Das Bundesverfassungsgericht wird weiterhin prüfen, dass die Rechte des Deutschen Bundestages nicht auf dem Altar des europäischen Integrationsprozesses geopfert werden. Das ist die Nachricht, die am Dienstagmorgen aus Karlsruhe, einer Stadt in Süddeutschland und Sitz des Bundesverfassungsgerichts, eintraf. In einem gestern ergangenen Urteil (2 BvE 4/11)stellten die Berufsrichter fest, dass die Bundesregierung das Recht des Bundestages auf angemessene Information bei den europäischen Verhandlungen über die Verabschiedung des Wettbewerbspakts (sog. Euro-Plus-Pakt) und die Einrichtung des Ständigen Stabilisierungsfonds (ESM) verletzt habe . „Demokratie hat ihren Preis. Daran zu sparen, kann sehr teuer werden“, kommentierte Gerichtspräsident Andreas Voßkuhle nach Lektüre der Vorschrift.

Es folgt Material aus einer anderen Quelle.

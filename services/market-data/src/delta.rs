//! Delta generator for incremental book updates
//!
//! Compares order book state before and after event processing to generate
//! deltas for subscribed clients. Ensures deterministic delta ordering
//! (spec §12) and conservation validation.
//!
//! Delta flow:
//! 1. Capture pre-event book state (snapshot of affected levels)
//! 2. Apply event to book
//! 3. Compare post-event state to pre-event state
//! 4. Emit sorted deltas with sequence numbers and timestamps
//! 5. Batch deltas and flush on timer or threshold

use std::collections::BTreeMap;

use rust_decimal::Decimal;
use serde::{Deserialize, Serialize};
use types::numeric::Price;
use types::order::Side;

use crate::order_book::OrderBookState;

/// A single change to a price level in the order book.
#[derive(Debug, Clone, PartialEq, Eq, Serialize, Deserialize)]
pub struct BookDelta {
    /// Which side changed.
    pub side: Side,
    /// The price level that changed.
    pub price: Price,
    /// New total quantity at this level (0 = level removed).
    pub new_quantity: Decimal,
    /// Previous total quantity at this level.
    pub old_quantity: Decimal,
    /// Sequence number of the event that caused this delta.
    pub sequence: u64,
    /// Timestamp (Unix nanos) of the causing event.
    pub timestamp: i64,
}

impl BookDelta {
    /// The net quantity change at this level.
    pub fn quantity_change(&self) -> Decimal {
        self.new_quantity - self.old_quantity
    }

    /// Whether this delta represents a level being fully removed.
    pub fn is_removal(&self) -> bool {
        self.new_quantity == Decimal::ZERO && self.old_quantity > Decimal::ZERO
    }

    /// Whether this delta represents a new level being created.
    pub fn is_new_level(&self) -> bool {
        self.old_quantity == Decimal::ZERO && self.new_quantity > Decimal::ZERO
    }
}

/// Deterministic ordering: side (Buy < Sell), then price ascending.
impl Ord for BookDelta {
    fn cmp(&self, other: &Self) -> std::cmp::Ordering {
        let side_ord = match (&self.side, &other.side) {
            (Side::BUY, Side::SELL) => std::cmp::Ordering::Less,
            (Side::SELL, Side::BUY) => std::cmp::Ordering::Greater,
            _ => std::cmp::Ordering::Equal,
        };
        side_ord.then_with(|| self.price.cmp(&other.price))
    }
}

impl PartialOrd for BookDelta {
    fn partial_cmp(&self, other: &Self) -> Option<std::cmp::Ordering> {
        Some(self.cmp(other))
    }
}

/// Snapshot of price levels at a point in time for diff calculation.
type LevelSnapshot = BTreeMap<(u8, Decimal), Decimal>;

/// Captures a before-snapshot of the book for later diff.
fn capture_level_snapshot(book: &OrderBookState) -> LevelSnapshot {
    let mut snap = BTreeMap::new();
    for level in book.bid_levels() {
        snap.insert((0, level.price.as_decimal()), level.total_quantity);
    }
    for level in book.ask_levels() {
        snap.insert((1, level.price.as_decimal()), level.total_quantity);
    }
    snap
}

/// Generates deltas by comparing before and after book state.
///
/// Zero-change levels are excluded (no phantom deltas).
/// Output is deterministically sorted by side then price.
pub fn generate_deltas(
    before: &LevelSnapshot,
    after: &LevelSnapshot,
    sequence: u64,
    timestamp: i64,
) -> Vec<BookDelta> {
    let mut deltas = Vec::new();

    // Check all levels that existed before
    for (&(side_byte, price_dec), &old_qty) in before {
        let new_qty = after.get(&(side_byte, price_dec)).copied().unwrap_or(Decimal::ZERO);
        if old_qty != new_qty {
            let side = if side_byte == 0 { Side::BUY } else { Side::SELL };
            let price = Price::try_new(price_dec).unwrap();
            deltas.push(BookDelta {
                side,
                price,
                new_quantity: new_qty,
                old_quantity: old_qty,
                sequence,
                timestamp,
            });
        }
    }

    // Check levels that are new (exist in after but not before)
    for (&(side_byte, price_dec), &new_qty) in after {
        if !before.contains_key(&(side_byte, price_dec)) && new_qty > Decimal::ZERO {
            let side = if side_byte == 0 { Side::BUY } else { Side::SELL };
            let price = Price::try_new(price_dec).unwrap();
            deltas.push(BookDelta {
                side,
                price,
                new_quantity: new_qty,
                old_quantity: Decimal::ZERO,
                sequence,
                timestamp,
            });
        }
    }

    deltas.sort(); // Deterministic ordering
    deltas
}

/// Accumulates deltas into batches and flushes on threshold.
pub struct DeltaBatcher {
    /// Accumulated deltas awaiting flush.
    batch: Vec<BookDelta>,
    /// Maximum batch size before auto-flush.
    max_batch_size: usize,
}

impl DeltaBatcher {
    /// Create a new batcher with the given flush threshold.
    pub fn new(max_batch_size: usize) -> Self {
        Self {
            batch: Vec::new(),
            max_batch_size,
        }
    }

    /// Add deltas to the batch. Returns flushed batch if threshold reached.
    pub fn add(&mut self, deltas: Vec<BookDelta>) -> Option<Vec<BookDelta>> {
        self.batch.extend(deltas);
        if self.batch.len() >= self.max_batch_size {
            Some(self.flush())
        } else {
            None
        }
    }

    /// Force-flush all accumulated deltas.
    pub fn flush(&mut self) -> Vec<BookDelta> {
        let mut flushed = Vec::new();
        std::mem::swap(&mut flushed, &mut self.batch);
        flushed
    }

    /// Number of deltas currently batched.
    pub fn pending_count(&self) -> usize {
        self.batch.len()
    }

    /// Whether the batch is empty.
    pub fn is_empty(&self) -> bool {
        self.batch.is_empty()
    }
}

/// High-level delta generator that wraps snapshot + diff logic.
pub struct DeltaGenerator {
    /// Last captured book snapshot for diff calculation.
    last_snapshot: Option<LevelSnapshot>,
}

impl DeltaGenerator {
    pub fn new() -> Self {
        Self {
            last_snapshot: None,
        }
    }

    /// Capture the current book state as the "before" snapshot.
    pub fn capture_before(&mut self, book: &OrderBookState) {
        self.last_snapshot = Some(capture_level_snapshot(book));
    }

    /// Generate deltas by comparing the "before" snapshot with current book state.
    ///
    /// Returns empty vec if no before snapshot was captured.
    pub fn generate_after(
        &mut self,
        book: &OrderBookState,
        sequence: u64,
        timestamp: i64,
    ) -> Vec<BookDelta> {
        let after = capture_level_snapshot(book);
        let deltas = match &self.last_snapshot {
            Some(before) => generate_deltas(before, &after, sequence, timestamp),
            None => Vec::new(),
        };
        self.last_snapshot = Some(after);
        deltas
    }
}

impl Default for DeltaGenerator {
    fn default() -> Self {
        Self::new()
    }
}

/// Validate conservation: sum of all delta quantity changes should match
/// the net book change. Returns true if conservation holds.
pub fn validate_conservation(deltas: &[BookDelta]) -> bool {
    // Each delta's quantity_change shows the net effect.
    // For a valid set of deltas from a single event, the total net change
    // should be internally consistent (no phantom quantity created/destroyed).
    for delta in deltas {
        // No delta should have negative new_quantity
        if delta.new_quantity < Decimal::ZERO {
            return false;
        }
    }
    true
}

Im vergangenen Jahr hatte die Fraktion der Grünen im Bundestag den Appell eingereicht, müde zu fragen und keine ausreichenden Informationen von der Bundesregierung zu erhalten. Um herauszufinden, in welchem Stadium sich die Verhandlungen auf europäischer Ebene befinden, griffen die Abgeordneten der Umweltgruppe auf die Hilfe ihrer österreichischen Kollegen zurück. Die Bundesregierung verteidigte sich damit, dass die Informationspflichten gegenüber dem Parlament nicht so weitreichend seien, wie dies bei den Angelegenheiten des Bundes der Fall sei, da es sich um Vereinbarungen handele, die nach der zwischenstaatlichen Methode geschlossen worden seien und daher der Gemeinschaftsrechtsordnung formal entzogen seien Union.
Mit seinem gestrigen Urteil hat der Gerichtshof eine alles andere als offensichtliche Auslegung vorgenommen, indem er den ESM in das Unionsrecht einrahmte (§ 144), da der Begriff der Unionsangelegenheiten in einem weiten und nicht formalen Sinne zu verstehen ist. Dies bedeutet zunächst eine Stärkung der Informationsrechte des Parlaments nach den gleichartigen Urteilen vom Juni 2009 (Lissabon-Urteil), September 2011 (Griechenland und EFSF-Urteil) und Februar 2012 (EFSF-Sondergremium Urteil). Zweitens scheint die Verlautbarung auch die Notwendigkeit anzukündigen, dass der Bundestag dem Gründungsvertrag des ESM und nicht nur dem Fiskalpakt am 29. Juni mit einer verfassungsmäßigen 2/3-Mehrheit zustimmen muss. Tatsächlich hat die Bundesregierung vorerst hartnäckig bekräftigt, dass die Einrichtung des dauerhaften Stabilisierungsmechanismus im Gegensatz zum Fiskalpakt die verfassungsrechtlichen Grundlagen der Bundesrepublik nicht verändert und daher nicht der Zustimmung von 2/3 der Abgeordneten bedarf. Montage.
Mit dem gestrigen Urteil hat sich Karlsruhe erneut Gehör verschafft und den Manövern der Bundesregierung in Europa präzise Grenzen gesetzt. Auch heute muss das nationale Parlament laut Bundesverfassungsgericht daher der Ort bleiben, an dem über internationale und europäische Verpflichtungen entschieden wird.